4.33: Dismissal for long delay

Case Summary

The Applicant, a beneficiary of the estate in issue, applied to strike a motion brought by an executor and beneficiary of the estate (the “Respondent”) under the Dependants Relief Act, RSA 2000, c D-10.5 (the “DRA Claim”), for long delay pursuant to Rule 4.33 (the “Application”).

At a Case Management Conference (“CMC”), one of the estate executors requested that the Case Management Justice (“CMJ”) determine whether the Respondent was a dependant. The matter was scheduled to be heard on December 7, 2016. At that time, the CMJ declined to determine the issue on Affidavit evidence alone and proposed a Judicial Dispute Resolution (“JDR”) take place to settle the claim. The matter was adjourned sine die to schedule a JDR, which never took place because the Respondent declined to participate.
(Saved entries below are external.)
//! Impala catalog introspection.

use crate::config::ConnectionInfo;
use crate::core::traits::SchemaReader;

/// Escape a SQL string literal value.
/// Doubles single quotes: `O'Brien` -> `O''Brien`
fn escape_sql_string(s: &str) -> String {
    s.replace('\'', "''")
}

/// Schema reader backed by `information_schema.columns`.
///
/// Single-segment table paths resolve against the fixed `default` database,
/// matching Impala's own unqualified-name resolution.
#[derive(Debug, Clone, Copy, Default)]
pub struct ImpalaSchemaReader;

impl SchemaReader for ImpalaSchemaReader {
    fn backend(&self) -> &'static str {
        "impala"
    }

    fn default_schema(&self, _info: &ConnectionInfo) -> String {
        "default".to_string()
    }

    fn schema_query(&self, schema: &str, table: &str) -> String {
        // Impala's information_schema does not expose datetime precision,
        // so that field is projected as NULL to keep the five-field shape.
        format!(
            "SELECT column_name, data_type, \
             NULL AS datetime_precision, numeric_precision, numeric_scale \
             FROM information_schema.columns \
             WHERE table_schema = '{schema}' AND table_name = '{table}' \
             ORDER BY ordinal_position",
            schema = escape_sql_string(schema),
            table = escape_sql_string(table),
        )
    }
}

#[cfg(test)]
mod tests {
    use super::*;
    use crate::error::DialectError;

    fn info() -> ConnectionInfo {
        ConnectionInfo::new("impala.internal", "sales")
    }

    #[test]
    fn test_default_schema_is_fixed() {
        assert_eq!(ImpalaSchemaReader.default_schema(&info()), "default");
    }

    #[test]
    fn test_normalize_one_part_path() {
        let (schema, table) = ImpalaSchemaReader
            .normalize_table_path(&info(), &["events".to_string()])
            .unwrap();
        assert_eq!((schema.as_str(), table.as_str()), ("default", "events"));
    }

    #[test]
    fn test_normalize_two_part_path_verbatim() {
        let (schema, table) = ImpalaSchemaReader
            .normalize_table_path(&info(), &["sales".to_string(), "events".to_string()])
            .unwrap();
        assert_eq!((schema.as_str(), table.as_str()), ("sales", "events"));
    }

    #[test]
    fn test_normalize_three_part_path_fails() {
        let path = vec!["a".to_string(), "b".to_string(), "c".to_string()];
        let err = ImpalaSchemaReader
            .normalize_table_path(&info(), &path)
            .unwrap_err();
        match err {
            DialectError::InvalidTablePath { backend, path } => {
                assert_eq!(backend, "impala");
                assert_eq!(path.len(), 3);
            }
            other => panic!("expected InvalidTablePath, got {other}"),
        }
    }

    #[test]
    fn test_schema_query_shape() {
        let sql = ImpalaSchemaReader.schema_query("sales", "events");
        assert!(sql.contains("information_schema.columns"));
        assert!(sql.contains("column_name"));
        assert!(sql.contains("data_type"));
        assert!(sql.contains("NULL AS datetime_precision"));
        assert!(sql.contains("numeric_precision"));
        assert!(sql.contains("numeric_scale"));
        assert!(sql.contains("table_schema = 'sales'"));
        assert!(sql.contains("table_name = 'events'"));
    }

    #[test]
    fn test_schema_query_escapes_quotes() {
        let sql = ImpalaSchemaReader.schema_query("o'brien", "t");
        assert!(sql.contains("'o''brien'"));
    }
}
The Application was initially filed on December 19, 2019, and was heard on June 24 and July 2, 2020. At that time, Bokenfohr J. queried whether the Respondent was incapacitated during the three-year period, and ordered that he undergo a capacity assessment as a result of the decision in AF v Alberta, 2020 ABQB 268 (“AF”), which made it a live issue as to whether this would extend the limitation period. The Respondent refused to attend the assessment. At the subsequent CMC, Bokenfohr J. held that there was no issue with the Respondent’s ability to represent himself, and the Application was re-scheduled for March 1, 2023.

The Court held that the period for determining whether an uncontroversial significant advance had taken place was December 7, 2016, the date the matter was originally set to determine whether the Respondent was dependant, until December 18, 2019, the date the Applicant filed the Application (the “Relevant Period”). Justice Loparco found there had been no significant advance in the DRA Claim during the Relevant Period.

That, however, did not decide the issue, and the Court moved on to consider whether there were any other reasons for the delay, namely whether there was an agreement that suspended Rule 4.33, whether the Respondent was incapacitated during the Relevant Period, and whether any steps taken in a related Action constituted a significant step in the DRA Claim. The Court found there was no agreement that suspended the Rule and there was no evidence that proved the Respondent’s disability on a balance of probabilities as required by the decision in AF.

The Court then moved on to consider the factors in Angevine v Blue Range Resource Corp., 2007 ABQB 443, to determine whether the Application to pass accounts that was heard in 2018 by Renke J. was “inextricably linked” to the DRA Claim, thereby suspending the passage of time. The Court found that Renke J.’s decision resolved several issues pertinent to the DRA Claim, namely the determination of the Respondent’s compensation and the validity of the lease agreement between the Respondent and the deceased. Justice Loparco held that Renke J.’s decision related to assets and income, which was relevant to the Respondent’s entitlement as a dependant, and it thereby increased the quality of the information such that the parties and the Court would be better situated to rationally assess the merits of the DRA Claim. The Court also opined that the Respondent had experienced complex medical issues that may entitle him to a dependency claim and that any doubt as to whether there was a significant advance in the Action “ought to be resolved in his favour.” Accordingly, the 2018 Application to pass accounts constituted a significant step in the DRA Claim that suspended the passage the time. The Application was dismissed.